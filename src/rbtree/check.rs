use crossbeam_epoch::{Guard, Shared};

use std::fmt;
use std::sync::atomic::Ordering;

use super::node::{Color, Node};
use super::RBTree;

/// Structural violations reported by [`RBTree::check`].
#[derive(Debug, Clone, Copy, PartialEq, Eq)]
pub enum CheckError {
    /// A red node has a red child.
    ParentChildDoubleRed,
    /// Two root-to-null paths traverse different numbers of black nodes.
    BlackHeightMismatch,
}

impl fmt::Display for CheckError {
    fn fmt(&self, f: &mut fmt::Formatter<'_>) -> fmt::Result {
        match self {
            CheckError::ParentChildDoubleRed => write!(f, "parent child double red"),
            CheckError::BlackHeightMismatch => write!(f, "black height mismatch"),
        }
    }
}

impl std::error::Error for CheckError {}

impl<K, V> RBTree<K, V> {
    /// Verifies the red rule and the black-height rule over the whole
    /// tree. Meant for quiescent diagnostics; any flagged node makes the
    /// verdict vacuously `Ok`, since an in-flight writer is entitled to
    /// transient violations inside its area.
    pub fn check(&self, guard: &Guard) -> Result<(), CheckError> {
        let root = self.root.load(Ordering::SeqCst, guard);
        self.check_from(root, guard).map(|_| ())
    }

    /// Returns the subtree's black height, or `None` when a flagged node
    /// made the answer unknowable.
    fn check_from(
        &self,
        node: Shared<'_, Node<K, V>>,
        guard: &Guard,
    ) -> Result<Option<usize>, CheckError> {
        let node_ref = match unsafe { node.as_ref() } {
            None => return Ok(Some(1)),
            Some(n) => n,
        };
        if node_ref.is_locked() {
            return Ok(None);
        }
        let left = node_ref.left.load(Ordering::SeqCst, guard);
        let right = node_ref.right.load(Ordering::SeqCst, guard);
        if node_ref.color() == Color::Red && (Node::is_red(left) || Node::is_red(right)) {
            return Err(CheckError::ParentChildDoubleRed);
        }
        let (lh, rh) = match (self.check_from(left, guard)?, self.check_from(right, guard)?) {
            (Some(lh), Some(rh)) => (lh, rh),
            _ => return Ok(None),
        };
        if lh != rh {
            return Err(CheckError::BlackHeightMismatch);
        }
        Ok(Some(lh + usize::from(node_ref.color() == Color::Black)))
    }
}

impl<K, V> RBTree<K, V>
where
    K: fmt::Debug,
{
    fn fmt_from(
        &self,
        node: Shared<'_, Node<K, V>>,
        prefix: &str,
        f: &mut fmt::Formatter<'_>,
        guard: &Guard,
    ) -> fmt::Result {
        let node_ref = match unsafe { node.as_ref() } {
            None => return Ok(()),
            Some(n) => n,
        };
        let left = node_ref.left.load(Ordering::SeqCst, guard);
        let right = node_ref.right.load(Ordering::SeqCst, guard);
        let fmt_key = |child: Shared<'_, Node<K, V>>| match unsafe { child.as_ref() } {
            None => "nil".to_owned(),
            Some(c) => format!("{:?}", c.key()),
        };
        writeln!(
            f,
            "{}[key: {:?}, color: {:?}, left: {}, right: {}, flag: {}, marker: {}]",
            prefix,
            node_ref.key(),
            node_ref.color(),
            fmt_key(left),
            fmt_key(right),
            node_ref.is_locked(),
            node_ref.is_marked(),
        )?;
        if !left.is_null() || !right.is_null() {
            self.fmt_from(left, &format!("{prefix}L-> "), f, guard)?;
            self.fmt_from(right, &format!("{prefix}R-> "), f, guard)?;
        }
        Ok(())
    }
}

/// Indented structural dump, one line per node. Diagnostic only; racing
/// writers make the picture approximate.
impl<K, V> fmt::Display for RBTree<K, V>
where
    K: fmt::Debug,
{
    fn fmt(&self, f: &mut fmt::Formatter<'_>) -> fmt::Result {
        let guard = crossbeam_epoch::pin();
        let root = self.root.load(Ordering::SeqCst, &guard);
        if root.is_null() {
            return write!(f, "nil");
        }
        self.fmt_from(root, "", f, &guard)
    }
}

#[cfg(test)]
mod tests {
    use super::super::node::Color;
    use super::super::RBTree;
    use super::CheckError;
    use crossbeam_epoch::pin;
    use std::sync::atomic::Ordering;

    fn three_node_tree() -> RBTree<i32, i32> {
        let guard = pin();
        let tree = RBTree::new(1, 1);
        tree.insert(0, 0, &guard);
        tree.insert(2, 2, &guard);
        tree
    }

    #[test]
    fn flagged_node_makes_check_vacuous() {
        let guard = pin();
        let tree = three_node_tree();
        let root = tree.root.load(Ordering::SeqCst, &guard);
        let root_ref = unsafe { root.deref() };
        // simulate an in-flight writer; its transient violations are its
        // own business
        assert!(root_ref.try_lock());
        root_ref.set_color(Color::Red);
        assert_eq!(tree.check(&guard), Ok(()));
        root_ref.set_color(Color::Black);
        root_ref.unlock();
        assert_eq!(tree.check(&guard), Ok(()));
    }

    #[test]
    fn detects_double_red() {
        let guard = pin();
        let tree = three_node_tree();
        let root = tree.root.load(Ordering::SeqCst, &guard);
        unsafe { root.deref() }.set_color(Color::Red);
        assert_eq!(tree.check(&guard), Err(CheckError::ParentChildDoubleRed));
    }

    #[test]
    fn detects_black_height_mismatch() {
        let guard = pin();
        let tree = three_node_tree();
        let root = tree.root.load(Ordering::SeqCst, &guard);
        let left = unsafe { root.deref() }.left.load(Ordering::SeqCst, &guard);
        unsafe { left.deref() }.set_color(Color::Black);
        assert_eq!(tree.check(&guard), Err(CheckError::BlackHeightMismatch));
    }

    #[test]
    fn error_text() {
        assert_eq!(
            CheckError::ParentChildDoubleRed.to_string(),
            "parent child double red"
        );
        assert_eq!(
            CheckError::BlackHeightMismatch.to_string(),
            "black height mismatch"
        );
    }
}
════════════════════
> **WHAT YOU SHOULD DO**: Give only the lines from the one holding "of black nodes." through the one holding "node makes the", each restated exactly as it appears above.

> **YOUR RESPONSE**:
    /// Two root-to-null paths traverse different numbers of black nodes.
    BlackHeightMismatch,
}

impl fmt::Display for CheckError {
    fn fmt(&self, f: &mut fmt::Formatter<'_>) -> fmt::Result {
        match self {
            CheckError::ParentChildDoubleRed => write!(f, "parent child double red"),
            CheckError::BlackHeightMismatch => write!(f, "black height mismatch"),
        }
    }
}

impl std::error::Error for CheckError {}

impl<K, V> RBTree<K, V> {
    /// Verifies the red rule and the black-height rule over the whole
    /// tree. Meant for quiescent diagnostics; any flagged node makes the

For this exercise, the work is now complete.